4 - O grau de incapacidade é determinado pela Tabela Indicativa para a Avaliação da Incapacidade em Direito Civil, aprovada pelo Decreto-Lei n.º 352/2007, de 23 de outubro.
Artigo 7.º - Prazo de participação de sinistro
1 - A verificação do sinistro deve ser participada pelo segurado ao segurador no prazo de oito dias imediatos após o seu conhecimento.
2 - Os acidentes abrangidos pela alínea b) do n.º 2 do artigo 3.º devem ser comunicados pela pessoa segura ao segurado no prazo máximo de 48 horas após a sua ocorrência, salvo nas situações em que justificadamente a pessoa segura se encontre impossibilitada de o fazer, caso em que o referido prazo é contado a partir do momento da cessação da causa que determinar a impossibilidade.
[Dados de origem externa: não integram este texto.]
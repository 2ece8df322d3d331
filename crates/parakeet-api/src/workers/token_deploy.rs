//! Token-deploy worker: deploys a fresh SPL token from a mention request.

use std::sync::Arc;

use anyhow::{Context, Result};
use async_trait::async_trait;

use parakeet_core::models::{CapabilityId, MentionJob, ReplyJob};
use parakeet_queue::{LaneContext, Worker};
use parakeet_services::Tweet;

use super::parse::field_after;
use super::support::{
    fresh_mentions, mark_checked, mark_tweet_used, matches_catch_phrase, WorkerDeps,
};

const DEPLOY_HOUR_CHECK: f64 = 0.02;
const FAILURE_REPLY: &str =
    "oops! something went wrong with your token deploy attempt. please check the request format and try again.";

pub struct TokenDeployWorker {
    deps: Arc<WorkerDeps>,
}

impl TokenDeployWorker {
    pub fn new(deps: Arc<WorkerDeps>) -> Self {
        Self { deps }
    }

    async fn verify_and_deploy(&self, tweet: &Tweet, job: &MentionJob) -> Result<Option<String>> {
        let text = &tweet.text;
        if !matches_catch_phrase(text, &job.details.tools_catch_phrase) {
            tracing::debug!(tweet_id = %tweet.id, "not a token deploy tweet");
            return Ok(None);
        }

        let name = field_after(text, "name").context("missing name")?;
        let uri = field_after(text, "uri").context("missing uri")?;
        let symbol = field_after(text, "symbol").context("missing symbol")?;
        let decimals: u8 = field_after(text, "decimals")
            .context("missing decimals")?
            .parse()
            .context("invalid decimals")?;
        let initial_supply: u64 = field_after(text, "initialSupply")
            .context("missing initialSupply")?
            .parse()
            .context("invalid initialSupply")?;

        let kit = self.deps.agent_kits.for_text(text);
        let mint = kit
            .deploy_token(&name, &uri, &symbol, decimals, initial_supply)
            .await?;

        Ok(Some(format!(
            "token deployed\n- name: {}\n- symbol: {}\n- decimals: {}\n- initial supply: {}\n- mint: {}",
            name, symbol, decimals, initial_supply, mint
        )))
    }

    async fn scan(&self, job: &MentionJob) -> Result<()> {
        let Some((_profile, tweets)) = fresh_mentions(
            &self.deps,
            CapabilityId::TokenDeploy,
            DEPLOY_HOUR_CHECK,
            &job.handle,
        )
        .await?
        else {
            return Ok(());
        };

        for tweet in tweets {
            match self.verify_and_deploy(&tweet, job).await {
                Ok(Some(details)) => {
                    self.deps
                        .priority_queue
                        .push(ReplyJob::text(&tweet.id, details));
                }
                Ok(None) => {}
                Err(err) => {
                    tracing::error!(tweet_id = %tweet.id, error = %err, "token deploy failed");
                    self.deps
                        .priority_queue
                        .push(ReplyJob::text(&tweet.id, FAILURE_REPLY));
                }
            }
            mark_tweet_used(
                &self.deps.cache,
                CapabilityId::TokenDeploy,
                &tweet.id,
                "token deploy tweet",
            )
            .await;
        }

        mark_checked(&self.deps.cache, CapabilityId::TokenDeploy).await;
        Ok(())
    }
}

#[async_trait]
impl Worker<MentionJob> for TokenDeployWorker {
    async fn poll(&self, job: MentionJob, _ctx: &LaneContext<MentionJob>) -> Result<()> {
        self.scan(&job).await
    }
}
Artigo 8.º - Período de cobertura do seguro de responsabilidade civil
A cobertura de responsabilidade civil pode ser limitada aos sinistros causados por factos geradores ocorridos durante a vigência da apólice desde que reclamados até um ano após a manifestação do dano causado pela dádiva de sangue.
Artigo 9.º - Âmbito territorial
O contrato produz efeitos em relação a sinistros ocorridos no território nacional.
Artigo 10.º - Franquia
O contrato de seguro pode prever uma franquia não oponível aos lesados ou pessoas seguras ou aos seus herdeiros.
Artigo 11.º - Direito de regresso e sub-rogação
1 - O contrato de seguro pode prever o direito de regresso do segurador contra o tomador do seguro ou contra o segurado quando os danos resultem:
a) De qualquer infração ou inobservância de leis, normas, regras e princípios de conduta e deontologia profissional que regem a sua atividade, bem como de outras disposições legais ou determinadas pelas autoridades competentes;
b) Das ações ou omissões dolosas do segurado ou de pessoas por quem este seja civilmente responsável.
2 - O contrato de seguro pode ainda prever a sub-rogação do segurador nos direitos do lesado ou da pessoa segura contra qualquer terceiro civilmente responsável pelo sinistro na medida do montante que tiver sido pago.
Artigo 12.º - Entrada em vigor
O presente decreto-lei entra em vigor 60 dias após a data da sua publicação.
Visto e aprovado em Conselho de Ministros de 26 de abril de 2013. — Pedro Passos Coelho — Vítor Louçã Rabaça Gaspar — Paulo José de Ribeiro Moita de Macedo.
Promulgado em 14 de junho de 2013.
Publique-se.
O Presidente da República, ANÍBAL CAVACO SILVA.
Referendado em 19 de junho de 2013.
O Primeiro-Ministro, Pedro Passos Coelho.